Search each line below for the word "join" and list those that contain it.

● ● ● ● ● ● ●

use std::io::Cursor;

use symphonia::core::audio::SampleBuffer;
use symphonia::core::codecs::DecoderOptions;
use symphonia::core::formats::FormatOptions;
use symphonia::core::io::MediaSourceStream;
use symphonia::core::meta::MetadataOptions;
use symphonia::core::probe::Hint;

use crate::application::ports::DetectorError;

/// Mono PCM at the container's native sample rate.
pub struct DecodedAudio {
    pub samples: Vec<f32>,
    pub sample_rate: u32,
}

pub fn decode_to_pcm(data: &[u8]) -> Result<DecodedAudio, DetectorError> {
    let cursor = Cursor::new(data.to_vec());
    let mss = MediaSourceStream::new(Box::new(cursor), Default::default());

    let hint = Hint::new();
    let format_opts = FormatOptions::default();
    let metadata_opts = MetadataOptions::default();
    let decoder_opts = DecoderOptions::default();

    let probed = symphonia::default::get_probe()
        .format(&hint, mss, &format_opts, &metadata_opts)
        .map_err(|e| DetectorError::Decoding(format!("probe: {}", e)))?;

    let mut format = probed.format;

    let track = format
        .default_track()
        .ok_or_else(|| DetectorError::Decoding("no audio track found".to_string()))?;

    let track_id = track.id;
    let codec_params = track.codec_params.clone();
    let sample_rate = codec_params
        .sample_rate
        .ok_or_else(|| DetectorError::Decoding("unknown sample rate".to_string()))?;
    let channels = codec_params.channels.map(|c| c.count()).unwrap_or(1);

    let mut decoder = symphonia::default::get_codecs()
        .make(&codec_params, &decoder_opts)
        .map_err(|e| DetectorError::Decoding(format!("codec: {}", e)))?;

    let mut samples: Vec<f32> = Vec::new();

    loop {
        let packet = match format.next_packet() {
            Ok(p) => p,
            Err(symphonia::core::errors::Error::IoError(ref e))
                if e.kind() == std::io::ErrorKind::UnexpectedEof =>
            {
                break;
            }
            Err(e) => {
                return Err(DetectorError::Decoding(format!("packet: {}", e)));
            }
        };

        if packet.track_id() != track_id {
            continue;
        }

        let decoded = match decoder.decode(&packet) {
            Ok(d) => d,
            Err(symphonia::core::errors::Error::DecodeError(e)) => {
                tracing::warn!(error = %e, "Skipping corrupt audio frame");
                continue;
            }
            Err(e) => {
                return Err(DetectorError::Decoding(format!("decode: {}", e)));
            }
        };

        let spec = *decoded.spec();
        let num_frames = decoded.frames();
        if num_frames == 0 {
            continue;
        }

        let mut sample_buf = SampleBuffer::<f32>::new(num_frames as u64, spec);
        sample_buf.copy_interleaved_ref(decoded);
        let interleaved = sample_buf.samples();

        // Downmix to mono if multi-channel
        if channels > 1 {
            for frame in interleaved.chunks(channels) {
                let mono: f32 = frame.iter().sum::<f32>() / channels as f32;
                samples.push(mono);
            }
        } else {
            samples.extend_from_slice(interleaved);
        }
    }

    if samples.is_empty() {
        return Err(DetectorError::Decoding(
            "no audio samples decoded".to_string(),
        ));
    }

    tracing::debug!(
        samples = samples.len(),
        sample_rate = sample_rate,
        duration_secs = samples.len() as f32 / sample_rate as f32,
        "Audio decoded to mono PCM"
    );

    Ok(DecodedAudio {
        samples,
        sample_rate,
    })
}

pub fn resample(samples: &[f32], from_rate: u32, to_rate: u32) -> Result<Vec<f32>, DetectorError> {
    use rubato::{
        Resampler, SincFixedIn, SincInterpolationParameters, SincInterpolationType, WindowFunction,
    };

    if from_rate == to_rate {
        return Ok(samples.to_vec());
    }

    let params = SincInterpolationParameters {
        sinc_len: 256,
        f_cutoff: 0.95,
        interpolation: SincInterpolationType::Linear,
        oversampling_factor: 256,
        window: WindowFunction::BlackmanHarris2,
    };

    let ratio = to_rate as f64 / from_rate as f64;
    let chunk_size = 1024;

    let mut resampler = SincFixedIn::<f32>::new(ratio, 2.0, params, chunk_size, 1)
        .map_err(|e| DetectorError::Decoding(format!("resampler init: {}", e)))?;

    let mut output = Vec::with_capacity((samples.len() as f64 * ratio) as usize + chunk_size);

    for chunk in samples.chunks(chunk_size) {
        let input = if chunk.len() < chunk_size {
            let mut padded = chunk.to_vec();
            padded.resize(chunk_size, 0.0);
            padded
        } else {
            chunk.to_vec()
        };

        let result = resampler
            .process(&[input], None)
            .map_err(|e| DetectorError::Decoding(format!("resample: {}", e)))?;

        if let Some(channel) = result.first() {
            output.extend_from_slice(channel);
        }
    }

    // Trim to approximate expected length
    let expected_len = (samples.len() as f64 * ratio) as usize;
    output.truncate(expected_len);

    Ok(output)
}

● ● ● ● ● ● ●

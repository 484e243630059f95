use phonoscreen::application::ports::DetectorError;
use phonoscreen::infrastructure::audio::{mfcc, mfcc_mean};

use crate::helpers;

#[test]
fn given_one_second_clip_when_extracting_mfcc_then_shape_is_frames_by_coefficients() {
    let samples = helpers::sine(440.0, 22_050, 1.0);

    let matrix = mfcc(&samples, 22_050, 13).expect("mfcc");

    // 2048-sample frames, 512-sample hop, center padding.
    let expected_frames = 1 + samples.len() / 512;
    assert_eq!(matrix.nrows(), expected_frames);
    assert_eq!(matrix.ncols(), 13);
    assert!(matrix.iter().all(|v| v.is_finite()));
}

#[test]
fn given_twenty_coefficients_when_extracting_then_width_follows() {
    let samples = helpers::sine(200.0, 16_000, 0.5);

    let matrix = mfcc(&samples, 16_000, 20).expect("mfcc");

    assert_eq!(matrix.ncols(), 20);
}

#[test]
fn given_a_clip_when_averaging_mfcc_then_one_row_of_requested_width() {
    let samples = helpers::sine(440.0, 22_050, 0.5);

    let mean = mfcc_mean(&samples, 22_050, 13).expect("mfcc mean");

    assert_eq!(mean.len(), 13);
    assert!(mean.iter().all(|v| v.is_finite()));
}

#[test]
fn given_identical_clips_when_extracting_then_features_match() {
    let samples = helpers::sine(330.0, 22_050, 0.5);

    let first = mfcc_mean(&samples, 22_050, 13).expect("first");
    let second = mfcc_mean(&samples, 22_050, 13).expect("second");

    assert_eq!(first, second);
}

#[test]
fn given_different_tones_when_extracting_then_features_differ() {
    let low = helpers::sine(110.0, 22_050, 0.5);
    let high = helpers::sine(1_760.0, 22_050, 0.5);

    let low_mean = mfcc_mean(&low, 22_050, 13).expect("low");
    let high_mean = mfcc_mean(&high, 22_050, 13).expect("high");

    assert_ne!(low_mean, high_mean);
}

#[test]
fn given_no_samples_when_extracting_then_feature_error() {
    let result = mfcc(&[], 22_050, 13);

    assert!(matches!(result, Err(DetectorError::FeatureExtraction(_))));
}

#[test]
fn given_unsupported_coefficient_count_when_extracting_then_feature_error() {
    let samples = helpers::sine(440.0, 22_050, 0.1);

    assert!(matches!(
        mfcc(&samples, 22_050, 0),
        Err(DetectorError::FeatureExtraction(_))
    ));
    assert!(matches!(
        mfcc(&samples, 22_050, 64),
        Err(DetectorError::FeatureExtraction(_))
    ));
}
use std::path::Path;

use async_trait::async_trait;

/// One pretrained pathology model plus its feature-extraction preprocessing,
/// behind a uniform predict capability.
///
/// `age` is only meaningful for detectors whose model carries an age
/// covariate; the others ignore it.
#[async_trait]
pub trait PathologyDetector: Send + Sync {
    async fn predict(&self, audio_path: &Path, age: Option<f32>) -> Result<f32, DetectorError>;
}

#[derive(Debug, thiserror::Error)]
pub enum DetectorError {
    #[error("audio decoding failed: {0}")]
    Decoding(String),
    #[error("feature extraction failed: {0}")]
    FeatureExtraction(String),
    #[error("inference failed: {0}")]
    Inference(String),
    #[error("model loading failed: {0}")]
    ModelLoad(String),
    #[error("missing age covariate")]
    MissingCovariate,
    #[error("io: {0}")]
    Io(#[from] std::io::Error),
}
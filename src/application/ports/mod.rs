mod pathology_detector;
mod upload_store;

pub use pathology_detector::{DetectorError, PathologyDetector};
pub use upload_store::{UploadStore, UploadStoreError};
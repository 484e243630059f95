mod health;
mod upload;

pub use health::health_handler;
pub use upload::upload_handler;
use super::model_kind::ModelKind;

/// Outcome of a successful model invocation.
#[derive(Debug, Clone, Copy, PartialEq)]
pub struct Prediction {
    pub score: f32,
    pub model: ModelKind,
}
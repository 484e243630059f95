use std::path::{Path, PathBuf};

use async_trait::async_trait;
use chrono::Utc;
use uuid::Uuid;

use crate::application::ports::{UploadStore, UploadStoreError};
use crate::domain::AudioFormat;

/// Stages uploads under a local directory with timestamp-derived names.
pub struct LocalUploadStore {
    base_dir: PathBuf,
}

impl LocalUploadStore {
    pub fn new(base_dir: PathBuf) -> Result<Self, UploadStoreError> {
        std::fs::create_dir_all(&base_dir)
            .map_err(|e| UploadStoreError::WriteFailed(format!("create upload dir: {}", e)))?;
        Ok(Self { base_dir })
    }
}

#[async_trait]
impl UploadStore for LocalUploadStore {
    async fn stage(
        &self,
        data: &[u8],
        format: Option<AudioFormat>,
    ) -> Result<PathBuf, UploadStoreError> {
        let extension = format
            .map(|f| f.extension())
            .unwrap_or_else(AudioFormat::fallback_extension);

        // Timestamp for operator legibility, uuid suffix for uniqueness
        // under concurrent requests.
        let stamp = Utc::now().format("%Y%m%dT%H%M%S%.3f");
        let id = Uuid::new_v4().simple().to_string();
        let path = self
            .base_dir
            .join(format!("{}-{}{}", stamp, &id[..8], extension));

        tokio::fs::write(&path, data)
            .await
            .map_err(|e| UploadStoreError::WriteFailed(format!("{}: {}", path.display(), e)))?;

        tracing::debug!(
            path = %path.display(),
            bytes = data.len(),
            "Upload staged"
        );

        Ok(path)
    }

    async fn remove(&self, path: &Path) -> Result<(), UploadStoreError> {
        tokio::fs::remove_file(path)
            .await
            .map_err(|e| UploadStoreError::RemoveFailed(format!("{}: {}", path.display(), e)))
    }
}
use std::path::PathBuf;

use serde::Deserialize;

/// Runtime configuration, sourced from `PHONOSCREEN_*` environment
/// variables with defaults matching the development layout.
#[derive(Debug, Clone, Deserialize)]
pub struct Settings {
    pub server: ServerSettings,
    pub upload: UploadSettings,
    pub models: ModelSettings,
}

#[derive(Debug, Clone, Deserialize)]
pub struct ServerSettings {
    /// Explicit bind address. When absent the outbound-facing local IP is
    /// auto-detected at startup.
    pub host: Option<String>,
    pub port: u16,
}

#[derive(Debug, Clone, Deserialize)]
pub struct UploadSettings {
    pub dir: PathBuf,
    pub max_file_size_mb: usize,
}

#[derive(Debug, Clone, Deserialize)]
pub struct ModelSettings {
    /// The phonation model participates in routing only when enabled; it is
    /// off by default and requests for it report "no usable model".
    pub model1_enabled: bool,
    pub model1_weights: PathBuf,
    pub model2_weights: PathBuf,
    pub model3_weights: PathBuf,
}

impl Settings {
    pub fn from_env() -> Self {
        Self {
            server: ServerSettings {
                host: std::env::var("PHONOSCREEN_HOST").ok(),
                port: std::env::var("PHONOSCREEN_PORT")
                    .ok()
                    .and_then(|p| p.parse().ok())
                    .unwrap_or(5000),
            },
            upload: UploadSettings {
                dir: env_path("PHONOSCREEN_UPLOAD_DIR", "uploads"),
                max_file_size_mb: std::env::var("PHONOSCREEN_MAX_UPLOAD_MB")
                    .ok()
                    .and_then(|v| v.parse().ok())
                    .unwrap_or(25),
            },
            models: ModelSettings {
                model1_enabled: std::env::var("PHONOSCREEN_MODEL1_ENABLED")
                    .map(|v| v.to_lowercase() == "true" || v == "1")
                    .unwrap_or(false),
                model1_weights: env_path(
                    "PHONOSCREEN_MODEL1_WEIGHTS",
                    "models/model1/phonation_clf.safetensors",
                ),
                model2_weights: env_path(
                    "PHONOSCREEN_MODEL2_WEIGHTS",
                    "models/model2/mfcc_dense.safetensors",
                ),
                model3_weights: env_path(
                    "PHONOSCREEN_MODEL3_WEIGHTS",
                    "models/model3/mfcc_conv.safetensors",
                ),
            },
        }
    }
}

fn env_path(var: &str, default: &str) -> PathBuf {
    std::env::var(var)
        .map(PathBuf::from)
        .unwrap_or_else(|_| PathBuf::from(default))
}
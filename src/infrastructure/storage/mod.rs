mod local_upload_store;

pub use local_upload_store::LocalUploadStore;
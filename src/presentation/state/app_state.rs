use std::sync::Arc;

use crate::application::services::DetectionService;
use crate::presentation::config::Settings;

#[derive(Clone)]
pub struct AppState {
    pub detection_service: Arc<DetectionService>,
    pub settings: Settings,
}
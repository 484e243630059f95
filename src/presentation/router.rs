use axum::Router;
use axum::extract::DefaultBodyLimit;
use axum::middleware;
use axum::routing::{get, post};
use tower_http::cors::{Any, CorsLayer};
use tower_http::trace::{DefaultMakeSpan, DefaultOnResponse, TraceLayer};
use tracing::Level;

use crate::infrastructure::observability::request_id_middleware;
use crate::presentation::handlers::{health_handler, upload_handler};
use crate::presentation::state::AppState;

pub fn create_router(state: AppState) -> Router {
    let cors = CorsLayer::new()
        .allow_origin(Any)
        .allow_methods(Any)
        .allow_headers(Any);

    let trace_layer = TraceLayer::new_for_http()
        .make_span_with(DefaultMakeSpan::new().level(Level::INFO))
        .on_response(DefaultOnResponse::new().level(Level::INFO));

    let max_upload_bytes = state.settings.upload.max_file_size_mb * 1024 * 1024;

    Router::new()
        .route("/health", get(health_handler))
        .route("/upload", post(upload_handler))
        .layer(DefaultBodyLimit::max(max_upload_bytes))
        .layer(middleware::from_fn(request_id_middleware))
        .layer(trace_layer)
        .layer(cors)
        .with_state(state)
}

● ● ● ● ● ● ●

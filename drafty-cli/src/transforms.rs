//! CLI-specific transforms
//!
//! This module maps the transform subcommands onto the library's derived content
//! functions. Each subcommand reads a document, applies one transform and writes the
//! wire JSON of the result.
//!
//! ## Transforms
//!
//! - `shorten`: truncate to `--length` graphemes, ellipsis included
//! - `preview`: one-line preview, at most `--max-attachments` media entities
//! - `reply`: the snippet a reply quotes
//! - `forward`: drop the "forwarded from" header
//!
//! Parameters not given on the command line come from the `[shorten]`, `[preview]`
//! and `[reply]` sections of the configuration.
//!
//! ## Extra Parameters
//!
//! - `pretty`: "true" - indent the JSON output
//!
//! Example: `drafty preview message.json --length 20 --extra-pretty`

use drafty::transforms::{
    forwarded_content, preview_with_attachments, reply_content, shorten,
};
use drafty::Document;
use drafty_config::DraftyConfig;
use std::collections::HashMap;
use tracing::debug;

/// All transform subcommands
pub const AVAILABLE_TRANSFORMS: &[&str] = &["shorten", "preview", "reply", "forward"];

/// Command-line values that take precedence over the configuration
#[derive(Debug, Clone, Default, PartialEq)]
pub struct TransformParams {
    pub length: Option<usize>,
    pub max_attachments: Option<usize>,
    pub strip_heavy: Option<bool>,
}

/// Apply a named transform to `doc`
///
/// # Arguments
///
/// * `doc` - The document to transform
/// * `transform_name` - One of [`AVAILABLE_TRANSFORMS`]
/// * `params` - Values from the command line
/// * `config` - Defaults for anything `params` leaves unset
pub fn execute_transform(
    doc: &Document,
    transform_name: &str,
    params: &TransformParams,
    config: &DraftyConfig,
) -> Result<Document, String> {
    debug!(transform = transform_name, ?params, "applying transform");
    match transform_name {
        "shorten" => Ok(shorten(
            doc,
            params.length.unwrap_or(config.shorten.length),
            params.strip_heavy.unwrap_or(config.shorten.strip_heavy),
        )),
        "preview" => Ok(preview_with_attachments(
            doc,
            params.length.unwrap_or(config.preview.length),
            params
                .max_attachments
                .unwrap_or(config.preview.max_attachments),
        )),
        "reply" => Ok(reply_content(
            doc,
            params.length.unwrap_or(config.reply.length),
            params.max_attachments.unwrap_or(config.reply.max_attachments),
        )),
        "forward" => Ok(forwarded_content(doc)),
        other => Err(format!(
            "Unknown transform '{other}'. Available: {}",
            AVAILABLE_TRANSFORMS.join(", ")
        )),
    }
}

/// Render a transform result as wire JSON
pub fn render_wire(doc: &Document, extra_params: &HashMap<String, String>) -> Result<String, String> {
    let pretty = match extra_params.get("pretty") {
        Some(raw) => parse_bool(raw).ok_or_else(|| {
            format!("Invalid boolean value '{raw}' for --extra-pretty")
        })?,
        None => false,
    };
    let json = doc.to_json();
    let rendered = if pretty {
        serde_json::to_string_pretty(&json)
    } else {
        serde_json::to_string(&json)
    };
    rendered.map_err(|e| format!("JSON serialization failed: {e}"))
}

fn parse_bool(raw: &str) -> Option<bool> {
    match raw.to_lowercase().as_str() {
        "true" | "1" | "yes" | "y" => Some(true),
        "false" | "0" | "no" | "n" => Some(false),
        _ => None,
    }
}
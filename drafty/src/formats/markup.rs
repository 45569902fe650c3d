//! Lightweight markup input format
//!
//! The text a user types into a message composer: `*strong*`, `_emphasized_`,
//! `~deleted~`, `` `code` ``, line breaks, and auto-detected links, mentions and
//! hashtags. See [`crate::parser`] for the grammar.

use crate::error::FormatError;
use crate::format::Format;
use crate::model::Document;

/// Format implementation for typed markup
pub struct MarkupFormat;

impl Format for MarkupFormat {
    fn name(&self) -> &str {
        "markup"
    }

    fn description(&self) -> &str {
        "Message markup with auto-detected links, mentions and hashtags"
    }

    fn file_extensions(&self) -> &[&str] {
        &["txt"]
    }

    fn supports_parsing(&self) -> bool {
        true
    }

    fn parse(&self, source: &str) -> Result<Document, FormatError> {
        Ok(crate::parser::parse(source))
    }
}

● ● ● ● ● ● ●

Problem solution =
            .join(format!("{}-{}{}", stamp, &id[..8], extension));
            AVAILABLE_TRANSFORMS.join(", ")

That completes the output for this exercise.